===== Supplied data

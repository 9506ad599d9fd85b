//! Event types for pipeline progress reporting

use chrono::{DateTime, Utc};
use serde::{Deserialize, Serialize};
use std::fmt;
use tokio::sync::broadcast;
use tracing::{debug, warn};
use uuid::Uuid;

/// Pipeline step names, in execution order
#[derive(Debug, Clone, Copy, PartialEq, Eq, Hash, PartialOrd, Ord, Serialize, Deserialize)]
#[serde(rename_all = "snake_case")]
pub enum StepName {
    /// Speech transcription (skipped for still images)
    Transcription,
    /// On-screen text extraction
    Ocr,
    /// Scene / composition analysis
    VisualAnalysis,
    /// Risk judgement runs plus consensus
    RiskIntegration,
}

impl StepName {
    /// All steps in execution order
    pub const ALL: [StepName; 4] = [
        StepName::Transcription,
        StepName::Ocr,
        StepName::VisualAnalysis,
        StepName::RiskIntegration,
    ];

    pub fn as_str(&self) -> &'static str {
        match self {
            StepName::Transcription => "transcription",
            StepName::Ocr => "ocr",
            StepName::VisualAnalysis => "visual_analysis",
            StepName::RiskIntegration => "risk_integration",
        }
    }
}

impl fmt::Display for StepName {
    fn fmt(&self, f: &mut fmt::Formatter<'_>) -> fmt::Result {
        f.write_str(self.as_str())
    }
}

/// Pipeline events broadcast to observers
#[derive(Debug, Clone, Serialize, Deserialize)]
#[serde(tag = "type")]
pub enum PipelineEvent {
    /// Project entered `analyzing`
    PipelineStarted {
        project_id: Uuid,
        timestamp: DateTime<Utc>,
    },

    /// A step began executing (extraction steps fire once per run)
    StepStarted {
        project_id: Uuid,
        step: StepName,
        /// Extraction run (1 or 2) or judgement iteration
        run: usize,
    },

    /// A step produced its output
    StepCompleted {
        project_id: Uuid,
        step: StepName,
        run: usize,
        /// True when the step returned a fallback value
        fallback: bool,
    },

    /// The extraction selector picked one of two runs
    ExtractionSelected {
        project_id: Uuid,
        step: StepName,
        selected_run: usize,
        arbitrated: bool,
    },

    /// A risk judgement iteration started
    IterationStarted {
        project_id: Uuid,
        current: usize,
        total: usize,
    },

    /// A risk judgement iteration finished
    IterationCompleted {
        project_id: Uuid,
        current: usize,
        total: usize,
    },

    /// Project reached `completed`
    PipelineCompleted {
        project_id: Uuid,
        timestamp: DateTime<Utc>,
    },

    /// Project reached `failed`
    PipelineFailed {
        project_id: Uuid,
        reason: String,
        timestamp: DateTime<Utc>,
    },
}

/// Broadcast bus for pipeline events
///
/// Cloning shares the underlying channel.
#[derive(Debug, Clone)]
pub struct EventBus {
    tx: broadcast::Sender<PipelineEvent>,
    capacity: usize,
}

impl EventBus {
    /// Creates a new EventBus with specified channel capacity
    ///
    /// * `capacity` - Number of events to buffer before lagging receivers drop old events
    pub fn new(capacity: usize) -> Self {
        let (tx, _) = broadcast::channel(capacity);
        Self { tx, capacity }
    }

    /// Subscribe to all future events
    ///
    /// Events emitted before subscription are not received.
    pub fn subscribe(&self) -> broadcast::Receiver<PipelineEvent> {
        self.tx.subscribe()
    }

    /// Emit an event to all subscribers
    ///
    /// Returns `Err` if no subscribers are listening.
    #[allow(clippy::result_large_err)]
    pub fn emit(
        &self,
        event: PipelineEvent,
    ) -> Result<usize, broadcast::error::SendError<PipelineEvent>> {
        self.tx.send(event)
    }

    /// Emit an event, ignoring if no subscribers are listening
    pub fn emit_lossy(&self, event: PipelineEvent) {
        let _ = self.tx.send(event);
    }

    pub fn subscriber_count(&self) -> usize {
        self.tx.receiver_count()
    }

    pub fn capacity(&self) -> usize {
        self.capacity
    }
}

/// Log events at debug level until every sender is dropped
///
/// A lagging receiver skips the overwritten events and keeps going.
/// Returns the number of events logged.
pub async fn log_events(mut rx: broadcast::Receiver<PipelineEvent>) -> usize {
    let mut logged = 0;
    loop {
        match rx.recv().await {
            Ok(event) => {
                debug!(?event, "Pipeline event");
                logged += 1;
            }
            Err(broadcast::error::RecvError::Lagged(skipped)) => {
                warn!(skipped, "Event logger lagged, skipping events");
            }
            Err(broadcast::error::RecvError::Closed) => break,
        }
    }
    logged
}
//! Data models for riskcheck-ai projects
//!
//! - [`project`]: project record and pipeline state machine

pub mod project;

pub use project::{NewProject, PipelineState, Project, ProjectStatus, StepPayload, StepStatus};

==========

* _Task goal_
Set down the listing in full, keeping every word exactly as it is.

* _Problem solution_
repository 9506ad599d9fd85b
//! Event types for pipeline progress reporting

use chrono::{DateTime, Utc};
use serde::{Deserialize, Serialize};
use std::fmt;
use tokio::sync::broadcast;
use tracing::{debug, warn};
use uuid::Uuid;

/// Pipeline step names, in execution order
#[derive(Debug, Clone, Copy, PartialEq, Eq, Hash, PartialOrd, Ord, Serialize, Deserialize)]
#[serde(rename_all = "snake_case")]
pub enum StepName {
    /// Speech transcription (skipped for still images)
    Transcription,
    /// On-screen text extraction
    Ocr,
    /// Scene / composition analysis
    VisualAnalysis,
    /// Risk judgement runs plus consensus
    RiskIntegration,
}

impl StepName {
    /// All steps in execution order
    pub const ALL: [StepName; 4] = [
        StepName::Transcription,
        StepName::Ocr,
        StepName::VisualAnalysis,
        StepName::RiskIntegration,
    ];

    pub fn as_str(&self) -> &'static str {
        match self {
            StepName::Transcription => "transcription",
            StepName::Ocr => "ocr",
            StepName::VisualAnalysis => "visual_analysis",
            StepName::RiskIntegration => "risk_integration",
        }
    }
}

impl fmt::Display for StepName {
    fn fmt(&self, f: &mut fmt::Formatter<'_>) -> fmt::Result {
        f.write_str(self.as_str())
    }
}

/// Pipeline events broadcast to observers
#[derive(Debug, Clone, Serialize, Deserialize)]
#[serde(tag = "type")]
pub enum PipelineEvent {
    /// Project entered `analyzing`
    PipelineStarted {
        project_id: Uuid,
        timestamp: DateTime<Utc>,
    },

    /// A step began executing (extraction steps fire once per run)
    StepStarted {
        project_id: Uuid,
        step: StepName,
        /// Extraction run (1 or 2) or judgement iteration
        run: usize,
    },

    /// A step produced its output
    StepCompleted {
        project_id: Uuid,
        step: StepName,
        run: usize,
        /// True when the step returned a fallback value
        fallback: bool,
    },

    /// The extraction selector picked one of two runs
    ExtractionSelected {
        project_id: Uuid,
        step: StepName,
        selected_run: usize,
        arbitrated: bool,
    },

    /// A risk judgement iteration started
    IterationStarted {
        project_id: Uuid,
        current: usize,
        total: usize,
    },

    /// A risk judgement iteration finished
    IterationCompleted {
        project_id: Uuid,
        current: usize,
        total: usize,
    },

    /// Project reached `completed`
    PipelineCompleted {
        project_id: Uuid,
        timestamp: DateTime<Utc>,
    },

    /// Project reached `failed`
    PipelineFailed {
        project_id: Uuid,
        reason: String,
        timestamp: DateTime<Utc>,
    },
}

/// Broadcast bus for pipeline events
///
/// Cloning shares the underlying channel.
#[derive(Debug, Clone)]
pub struct EventBus {
    tx: broadcast::Sender<PipelineEvent>,
    capacity: usize,
}

impl EventBus {
    /// Creates a new EventBus with specified channel capacity
    ///
    /// * `capacity` - Number of events to buffer before lagging receivers drop old events
    pub fn new(capacity: usize) -> Self {
        let (tx, _) = broadcast::channel(capacity);
        Self { tx, capacity }
    }

    /// Subscribe to all future events
    ///
    /// Events emitted before subscription are not received.
    pub fn subscribe(&self) -> broadcast::Receiver<PipelineEvent> {
        self.tx.subscribe()
    }

    /// Emit an event to all subscribers
    ///
    /// Returns `Err` if no subscribers are listening.
    #[allow(clippy::result_large_err)]
    pub fn emit(
        &self,
        event: PipelineEvent,
    ) -> Result<usize, broadcast::error::SendError<PipelineEvent>> {
        self.tx.send(event)
    }

    /// Emit an event, ignoring if no subscribers are listening
    pub fn emit_lossy(&self, event: PipelineEvent) {
        let _ = self.tx.send(event);
    }

    pub fn subscriber_count(&self) -> usize {
        self.tx.receiver_count()
    }

    pub fn capacity(&self) -> usize {
        self.capacity
    }
}

/// Log events at debug level until every sender is dropped
///
/// A lagging receiver skips the overwritten events and keeps going.
/// Returns the number of events logged.
pub async fn log_events(mut rx: broadcast::Receiver<PipelineEvent>) -> usize {
    let mut logged = 0;
    loop {
        match rx.recv().await {
            Ok(event) => {
                debug!(?event, "Pipeline event");
                logged += 1;
            }
            Err(broadcast::error::RecvError::Lagged(skipped)) => {
                warn!(skipped, "Event logger lagged, skipping events");
            }
            Err(broadcast::error::RecvError::Closed) => break,
        }
    }
    logged
}
//! Data models for riskcheck-ai projects
//!
//! - [`project`]: project record and pipeline state machine

pub mod project;

pub use project::{NewProject, PipelineState, Project, ProjectStatus, StepPayload, StepStatus};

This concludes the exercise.